One plan that Russianoff and transit advocates almost universally support is the Move NY plan, which would put tolls on the East River crossings, as well as decrease the cost of tolls at less popular crossings, thus decreasing congestion and raising money needed to bring the system back to a state of good repair. Plus, with Governor Cuomo’s preference of cashless tolling plazas, there’s no need to worry about massive changes to iconic entrances at the Brooklyn and Queensboro bridges.
The state can also bring back the commuter tax, which up until its repeal in 1999 (an effort led by State Senator Dean Skelos, who is currently serving five years for corruption) brought millions of dollars into the city’s transit infrastructure from people who work in the city and use its transit services but don’t pay any taxes for their upkeep. If the state senate were to be flipped back to Democratic control come 2018 (or sooner), then it’s very possible the tax would be reinstated.
5) End The Feud
Because the MTA is so vulnerable to the political agenda of the governor, it has been sucked into the vortex that is the long-simmering feud between Cuomo and de Blasio. Cuomo chides de Blasio that the city isn’t paying its fair share toward the MTA (and, to be fair, it certainly could pay more), while de Blasio throws up his hands at the idea of paying more for a service he has no control over. This leads to empty threats from de Blasio, petty intimidation by Cuomo, and ultimately a subway system failing without a single politician standing up for its riders. Because the MTA and the city’s department of transportation must coordinate on shutdowns like the L train (and the future shutdowns recommended by transit experts), the feud has to end for the subways to finally heal up.

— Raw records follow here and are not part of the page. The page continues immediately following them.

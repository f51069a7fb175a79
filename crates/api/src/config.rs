use crate::auth::jwt::JwtConfig;

/// Server configuration loaded from environment variables.
///
/// All fields except the secrets have defaults suitable for local
/// development. Malformed values panic at startup.
#[derive(Debug, Clone)]
pub struct ServerConfig {
    /// Bind address (default: `0.0.0.0`).
    pub host: String,
    /// Bind port (default: `5000`).
    pub port: u16,
    /// Allowed CORS origins, parsed from comma-separated `CORS_ORIGINS` env var.
    pub cors_origins: Vec<String>,
    /// HTTP request timeout in seconds (default: `30`). Not applied to
    /// `/api/v1/ai`, which is bounded by [`AiConfig::attempt_timeout_secs`].
    pub request_timeout_secs: u64,
    /// JWT token configuration (secret, expiry).
    pub jwt: JwtConfig,
    /// Shared secret the content engine signs hook bodies with.
    pub content_hook_secret: String,
    pub upload: UploadConfig,
    pub ai: AiConfig,
}

/// Local object store settings.
#[derive(Debug, Clone)]
pub struct UploadConfig {
    /// Directory uploaded objects are written to (default: `storage/uploads`).
    pub dir: String,
    /// URL prefix objects are served under (default: `/uploads`).
    pub public_base_url: String,
}

/// Generation provider settings.
#[derive(Debug, Clone)]
pub struct AiConfig {
    /// Provider credential. `None` means AI generation is not configured.
    pub api_key: Option<String>,
    pub base_url: String,
    /// Deadline for backend discovery and for each backend attempt, in
    /// seconds (default: `30`). A generation call takes at most
    /// `attempt_timeout_secs * (1 + usable backends)`.
    pub attempt_timeout_secs: u64,
}

impl ServerConfig {
    /// Load configuration from environment variables with defaults.
    ///
    /// | Env Var                   | Default                                          |
    /// |---------------------------|--------------------------------------------------|
    /// | `HOST`                    | `0.0.0.0`                                        |
    /// | `PORT`                    | `5000`                                           |
    /// | `CORS_ORIGINS`            | `http://localhost:3000`                          |
    /// | `REQUEST_TIMEOUT_SECS`    | `30`                                             |
    /// | `CONTENT_HOOK_SECRET`     | **required**                                     |
    /// | `UPLOAD_DIR`              | `storage/uploads`                                |
    /// | `UPLOAD_PUBLIC_BASE_URL`  | `/uploads`                                       |
    /// | `GEMINI_API_KEY`          | unset (AI disabled)                              |
    /// | `AI_BASE_URL`             | `https://generativelanguage.googleapis.com/v1`   |
    /// | `AI_ATTEMPT_TIMEOUT_SECS` | `30`                                             |
    ///
    /// `REQUEST_TIMEOUT_SECS` covers every route but `/api/v1/ai`.
    /// Generation is instead bounded per step by `AI_ATTEMPT_TIMEOUT_SECS`,
    /// so a hung backend times out and the next one is still tried.
    ///
    /// JWT settings are read by [`JwtConfig::from_env`].
    pub fn from_env() -> Self {
        let host = std::env::var("HOST").unwrap_or_else(|_| "0.0.0.0".into());

        let port: u16 = std::env::var("PORT")
            .unwrap_or_else(|_| "5000".into())
            .parse()
            .expect("PORT must be a valid u16");

        let cors_origins: Vec<String> = std::env::var("CORS_ORIGINS")
            .unwrap_or_else(|_| "http://localhost:3000".into())
            .split(',')
            .map(|s| s.trim().to_string())
            .filter(|s| !s.is_empty())
            .collect();

        let request_timeout_secs: u64 = std::env::var("REQUEST_TIMEOUT_SECS")
            .unwrap_or_else(|_| "30".into())
            .parse()
            .expect("REQUEST_TIMEOUT_SECS must be a valid u64");

        let content_hook_secret = std::env::var("CONTENT_HOOK_SECRET")
            .expect("CONTENT_HOOK_SECRET must be set in the environment");
        assert!(
            !content_hook_secret.is_empty(),
            "CONTENT_HOOK_SECRET must not be empty"
        );

        let upload = UploadConfig {
            dir: std::env::var("UPLOAD_DIR").unwrap_or_else(|_| "storage/uploads".into()),
            public_base_url: std::env::var("UPLOAD_PUBLIC_BASE_URL")
                .unwrap_or_else(|_| "/uploads".into()),
        };

        let ai = AiConfig {
            api_key: std::env::var("GEMINI_API_KEY")
                .ok()
                .filter(|k| !k.trim().is_empty()),
            base_url: std::env::var("AI_BASE_URL")
                .unwrap_or_else(|_| "https://generativelanguage.googleapis.com/v1".into()),
            attempt_timeout_secs: std::env::var("AI_ATTEMPT_TIMEOUT_SECS")
                .unwrap_or_else(|_| "30".into())
                .parse()
                .expect("AI_ATTEMPT_TIMEOUT_SECS must be a valid u64"),
        };

        Self {
            host,
            port,
            cors_origins,
            request_timeout_secs,
            jwt: JwtConfig::from_env(),
            content_hook_secret,
            upload,
            ai,
        }
    }
}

“Providing a reliable subway that is competitive with our peers’ is the standard function of what government does. It’s a marker of how that city competes with other cities globally,” Barone said. “They’re not just hurting each other. They’re hurting the city and they’re hurting the state. Each of them can bring something to the table, certain powers and resources, but a city without the subway hurts them both greatly. The two complement each other, and together, they could get this fixed. It would be a lot better if they worked together on this, but maybe that’s too radical an idea.”